Recogí de la vida a veces miel y a veces hiel. Pensaba que era la tierra que naturalmente las había producido y que yo me limitaba a recogerlas. Después he sabido que había recogido miel o hiel porque yo las había puesto. Cuando planté rosales, rosas recogí. Es admirable la capacidad del hombre: en los momentos más bajos, cuando todo a uno le va mal, cuando todas las circunstancias le son adversas, el hombre y la mujer son capaces de sacar fuerzas de flaqueza, de luchar fuerte y vencer. El humano es la especie capaz de renacer cuando todo se da por muerto, de convertir la muerte en un nacimiento, de las cenizas hacer fuego y ser feliz vertiendo lágrimas. ¡Qué maravilla es el hombre! O al menos, qué maravilla, si quiere, puede ser el hombre. Un domingo de febrero de 1994, en torno a las cinco, cinco y diez de la tarde, fui a ver a su casa de la calle Larco Herrera –me estoy refiriendo en la ciudad de Lima– una señora de un 45 años atacada por el cáncer. Aquella tarde me hizo una confesión: “Con la llegada del cáncer, han llegado a esta casa cosas muy, pero que muy buenas. Mi marido se había alejado de mí, y a raíz de esta enfermedad se ha acercado mucho a mí, la armonía se ha recompuesto, volvemos a ser matrimonio. Y yo me había alejado de Dios, y ahora lo siento muy próximo, volvemos a ser amigos”. Extraordinaria es la capacidad del hombre. De la mujer, en este caso. De tela negra es capaz de hacer bandera de victoria.
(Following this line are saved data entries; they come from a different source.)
//! Dimension combinations and time buckets.

use chrono::Duration;
use serde::{Deserialize, Serialize};

/// Reserved key field holding the bucket-truncated event timestamp (INT64).
pub const TIME_FIELD: &str = "_time";

/// Reserved key field holding the time bucket ordinal (INT32).
pub const TIME_BUCKET_FIELD: &str = "_time_bucket";

/// A truncation granularity for event timestamps.
///
/// Every dimension combination carries one bucket; the engine truncates each
/// event's timestamp to the bucket boundary and keys aggregates by the
/// truncated value. Ordinals are stable codes stamped into emitted keys and
/// must not be renumbered.
#[derive(Debug, Clone, Copy, PartialEq, Eq, Hash, Serialize, Deserialize)]
#[serde(rename_all = "lowercase")]
pub enum TimeBucket {
    /// No time partitioning; all events fall into one bucket
    All,
    /// Truncate to the minute
    Minute,
    /// Truncate to the hour
    Hour,
    /// Truncate to the day (UTC)
    Day,
}

impl TimeBucket {
    /// Truncate an event-time millisecond timestamp to this bucket's
    /// boundary. `All` maps every timestamp to 0.
    pub fn truncate(&self, timestamp_ms: i64) -> i64 {
        let step = match self {
            TimeBucket::All => return 0,
            TimeBucket::Minute => Duration::minutes(1),
            TimeBucket::Hour => Duration::hours(1),
            TimeBucket::Day => Duration::days(1),
        }
        .num_milliseconds();

        // rem_euclid keeps pre-epoch timestamps on the correct boundary
        timestamp_ms - timestamp_ms.rem_euclid(step)
    }

    /// Stable ordinal written into the `_time_bucket` key slot
    pub fn ordinal(&self) -> i32 {
        match self {
            TimeBucket::All => 0,
            TimeBucket::Minute => 1,
            TimeBucket::Hour => 2,
            TimeBucket::Day => 3,
        }
    }

    /// Bucket name for logging and error messages
    pub fn name(&self) -> &'static str {
        match self {
            TimeBucket::All => "all",
            TimeBucket::Minute => "minute",
            TimeBucket::Hour => "hour",
            TimeBucket::Day => "day",
        }
    }
}

/// One dimension combination: a set of key fields plus a time bucket.
///
/// Key fields are kept sorted and deduplicated so that equality is set
/// equality; two combinations with the same key set and bucket are
/// ambiguous and rejected at schema compile time.
#[derive(Debug, Clone, PartialEq, Eq, Hash)]
pub struct DimensionsDescriptor {
    key_fields: Vec<String>,
    time_bucket: TimeBucket,
}

impl DimensionsDescriptor {
    /// Create a combination from key field names and a bucket. Names are
    /// sorted and deduplicated.
    pub fn new(key_fields: &[String], time_bucket: TimeBucket) -> Self {
        let mut key_fields = key_fields.to_vec();
        key_fields.sort();
        key_fields.dedup();
        Self {
            key_fields,
            time_bucket,
        }
    }

    /// The sorted key field names
    pub fn key_fields(&self) -> &[String] {
        &self.key_fields
    }

    /// The time bucket granularity
    pub fn time_bucket(&self) -> TimeBucket {
        self.time_bucket
    }
}

#[cfg(test)]
mod tests {
    use super::*;

    const HOUR_MS: i64 = 3_600_000;

    #[test]
    fn test_truncate_minute_and_hour() {
        // 2026-01-01T10:17:42.500Z
        let ts = 1_767_262_662_500;
        assert_eq!(TimeBucket::Minute.truncate(ts), ts - 42_500);
        assert_eq!(TimeBucket::Hour.truncate(ts) % HOUR_MS, 0);
        assert!(TimeBucket::Hour.truncate(ts) <= ts);
        assert!(ts - TimeBucket::Hour.truncate(ts) < HOUR_MS);
    }

    #[test]
    fn test_truncate_day_and_all() {
        let ts = 1_767_262_662_500;
        assert_eq!(TimeBucket::Day.truncate(ts) % (24 * HOUR_MS), 0);
        assert_eq!(TimeBucket::All.truncate(ts), 0);
    }

    #[test]
    fn test_truncate_is_idempotent() {
        let ts = 1_767_262_662_500;
        for bucket in [TimeBucket::Minute, TimeBucket::Hour, TimeBucket::Day] {
            let truncated = bucket.truncate(ts);
            assert_eq!(bucket.truncate(truncated), truncated);
        }
    }

    #[test]
    fn test_truncate_pre_epoch() {
        let ts = -90_000; // 1969-12-31T23:58:30Z
        let truncated = TimeBucket::Minute.truncate(ts);
        assert_eq!(truncated, -120_000);
        assert!(truncated <= ts);
    }

    #[test]
    fn test_descriptor_equality_is_set_equality() {
        let a = DimensionsDescriptor::new(
            &["region".to_string(), "host".to_string()],
            TimeBucket::Hour,
        );
        let b = DimensionsDescriptor::new(
            &["host".to_string(), "region".to_string()],
            TimeBucket::Hour,
        );
        let c = DimensionsDescriptor::new(
            &["region".to_string(), "host".to_string()],
            TimeBucket::Day,
        );
        assert_eq!(a, b);
        assert_ne!(a, c);
    }

    #[test]
    fn test_bucket_serde_names() {
        let bucket: TimeBucket = serde_json::from_str("\"hour\"").unwrap();
        assert_eq!(bucket, TimeBucket::Hour);
        assert_eq!(serde_json::to_string(&TimeBucket::All).unwrap(), "\"all\"");
    }
}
Cómo distribuir las lágrimas
El problema no es llorar porque motivos para llorar, en el mundo, los hay en abundancia. El problema es parecido a la pregunta que se formulaba el poeta John Donne: por quiénes tocan las campanas. El tema no es que las campanas volteen sino por quiénes tienen que dar la vuelta; el tema no son las lágrimas sino por quien las tenemos que derramar.